*Work item:* Write the listing out again, all of it, word for word.

---

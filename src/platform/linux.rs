// Linux: XDG base directories.

use std::env;
use std::path::PathBuf;

const APP_DIR: &str = "passdrop";

fn xdg_dir(var: &str, fallback: &[&str]) -> PathBuf {
    match env::var(var) {
        Ok(dir) if !dir.is_empty() => PathBuf::from(dir).join(APP_DIR),
        _ => {
            let home = env::var("HOME").unwrap_or_else(|_| String::from("/tmp"));
            fallback
                .iter()
                .fold(PathBuf::from(home), |path, part| path.join(part))
                .join(APP_DIR)
        }
    }
}

pub fn get_config_dir() -> PathBuf {
    xdg_dir("XDG_CONFIG_HOME", &[".config"])
}

pub fn get_data_dir() -> PathBuf {
    xdg_dir("XDG_DATA_HOME", &[".local", "share"])
}
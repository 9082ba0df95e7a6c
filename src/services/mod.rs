// Passdrop services
// Share lifecycle, stats, token generation, time and settings.

pub mod clock;
pub mod settings_engine;
pub mod share_lifecycle;
pub mod stats_aggregator;
pub mod token_service;
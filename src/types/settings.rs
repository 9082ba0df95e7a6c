use serde::{Deserialize, Serialize};

/// Default length of the pre-view window in days.
pub const DEFAULT_PRE_VIEW_DAYS: u32 = 14;

/// Top-level service settings container.
#[derive(Debug, Clone, Default, Serialize, Deserialize, PartialEq)]
pub struct ServiceSettings {
    #[serde(default)]
    pub share: ShareSettings,
    #[serde(default)]
    pub storage: StorageSettings,
    #[serde(default)]
    pub logging: LoggingSettings,
}

/// How long an unopened share stays reachable.
#[derive(Debug, Clone, Copy, Serialize, Deserialize, PartialEq, Eq)]
#[serde(rename_all = "kebab-case")]
pub enum PreViewPolicy {
    /// Unopened shares lapse `pre_view_days` after issuance.
    Bounded,
    /// Unopened shares carry no deadline until someone opens them.
    UntilFirstView,
}

/// Share issuance settings. Missing fields take their defaults.
#[derive(Debug, Clone, Serialize, Deserialize, PartialEq)]
#[serde(default)]
pub struct ShareSettings {
    pub pre_view_policy: PreViewPolicy,
    pub pre_view_days: u32,
    pub public_base_url: String,
}

impl Default for ShareSettings {
    fn default() -> Self {
        Self {
            pre_view_policy: PreViewPolicy::Bounded,
            pre_view_days: DEFAULT_PRE_VIEW_DAYS,
            public_base_url: "http://localhost:5000".to_string(),
        }
    }
}

impl ShareSettings {
    /// Pre-view deadline for a share issued at `now`, or `None` when unbounded.
    pub fn pre_view_deadline(&self, now: i64) -> Option<i64> {
        match self.pre_view_policy {
            PreViewPolicy::Bounded => Some(now + i64::from(self.pre_view_days) * 86_400),
            PreViewPolicy::UntilFirstView => None,
        }
    }

    /// Public URL the recipient opens for `token`.
    pub fn share_link(&self, token: &str) -> String {
        format!("{}/view/{}", self.public_base_url.trim_end_matches('/'), token)
    }
}

/// Storage settings.
#[derive(Debug, Clone, Serialize, Deserialize, PartialEq)]
#[serde(default)]
pub struct StorageSettings {
    pub database_file: String,
}

impl Default for StorageSettings {
    fn default() -> Self {
        Self {
            database_file: "passdrop.db".to_string(),
        }
    }
}

/// Logging settings.
#[derive(Debug, Clone, Serialize, Deserialize, PartialEq)]
#[serde(default)]
pub struct LoggingSettings {
    pub filter: String,
}

impl Default for LoggingSettings {
    fn default() -> Self {
        Self {
            filter: "passdrop=info".to_string(),
        }
    }
}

---

*Output:*
filename src/platform/linux.rs
// Linux: XDG base directories.

use std::env;
use std::path::PathBuf;

const APP_DIR: &str = "passdrop";

fn xdg_dir(var: &str, fallback: &[&str]) -> PathBuf {
    match env::var(var) {
        Ok(dir) if !dir.is_empty() => PathBuf::from(dir).join(APP_DIR),
        _ => {
            let home = env::var("HOME").unwrap_or_else(|_| String::from("/tmp"));
            fallback
                .iter()
                .fold(PathBuf::from(home), |path, part| path.join(part))
                .join(APP_DIR)
        }
    }
}

pub fn get_config_dir() -> PathBuf {
    xdg_dir("XDG_CONFIG_HOME", &[".config"])
}

pub fn get_data_dir() -> PathBuf {
    xdg_dir("XDG_DATA_HOME", &[".local", "share"])
}
repository 9082ba0df95e7a6c
filename src/services/mod.rs
// Passdrop services
// Share lifecycle, stats, token generation, time and settings.

pub mod clock;
pub mod settings_engine;
pub mod share_lifecycle;
pub mod stats_aggregator;
pub mod token_service;
filename src/types/settings.rs
repository 9082ba0df95e7a6c
use serde::{Deserialize, Serialize};

/// Default length of the pre-view window in days.
pub const DEFAULT_PRE_VIEW_DAYS: u32 = 14;

/// Top-level service settings container.
#[derive(Debug, Clone, Default, Serialize, Deserialize, PartialEq)]
pub struct ServiceSettings {
    #[serde(default)]
    pub share: ShareSettings,
    #[serde(default)]
    pub storage: StorageSettings,
    #[serde(default)]
    pub logging: LoggingSettings,
}

/// How long an unopened share stays reachable.
#[derive(Debug, Clone, Copy, Serialize, Deserialize, PartialEq, Eq)]
#[serde(rename_all = "kebab-case")]
pub enum PreViewPolicy {
    /// Unopened shares lapse `pre_view_days` after issuance.
    Bounded,
    /// Unopened shares carry no deadline until someone opens them.
    UntilFirstView,
}

/// Share issuance settings. Missing fields take their defaults.
#[derive(Debug, Clone, Serialize, Deserialize, PartialEq)]
#[serde(default)]
pub struct ShareSettings {
    pub pre_view_policy: PreViewPolicy,
    pub pre_view_days: u32,
    pub public_base_url: String,
}

impl Default for ShareSettings {
    fn default() -> Self {
        Self {
            pre_view_policy: PreViewPolicy::Bounded,
            pre_view_days: DEFAULT_PRE_VIEW_DAYS,
            public_base_url: "http://localhost:5000".to_string(),
        }
    }
}

impl ShareSettings {
    /// Pre-view deadline for a share issued at `now`, or `None` when unbounded.
    pub fn pre_view_deadline(&self, now: i64) -> Option<i64> {
        match self.pre_view_policy {
            PreViewPolicy::Bounded => Some(now + i64::from(self.pre_view_days) * 86_400),
            PreViewPolicy::UntilFirstView => None,
        }
    }

    /// Public URL the recipient opens for `token`.
    pub fn share_link(&self, token: &str) -> String {
        format!("{}/view/{}", self.public_base_url.trim_end_matches('/'), token)
    }
}

/// Storage settings.
#[derive(Debug, Clone, Serialize, Deserialize, PartialEq)]
#[serde(default)]
pub struct StorageSettings {
    pub database_file: String,
}

impl Default for StorageSettings {
    fn default() -> Self {
        Self {
            database_file: "passdrop.db".to_string(),
        }
    }
}

/// Logging settings.
#[derive(Debug, Clone, Serialize, Deserialize, PartialEq)]
#[serde(default)]
pub struct LoggingSettings {
    pub filter: String,
}

impl Default for LoggingSettings {
    fn default() -> Self {
        Self {
            filter: "passdrop=info".to_string(),
        }
    }
}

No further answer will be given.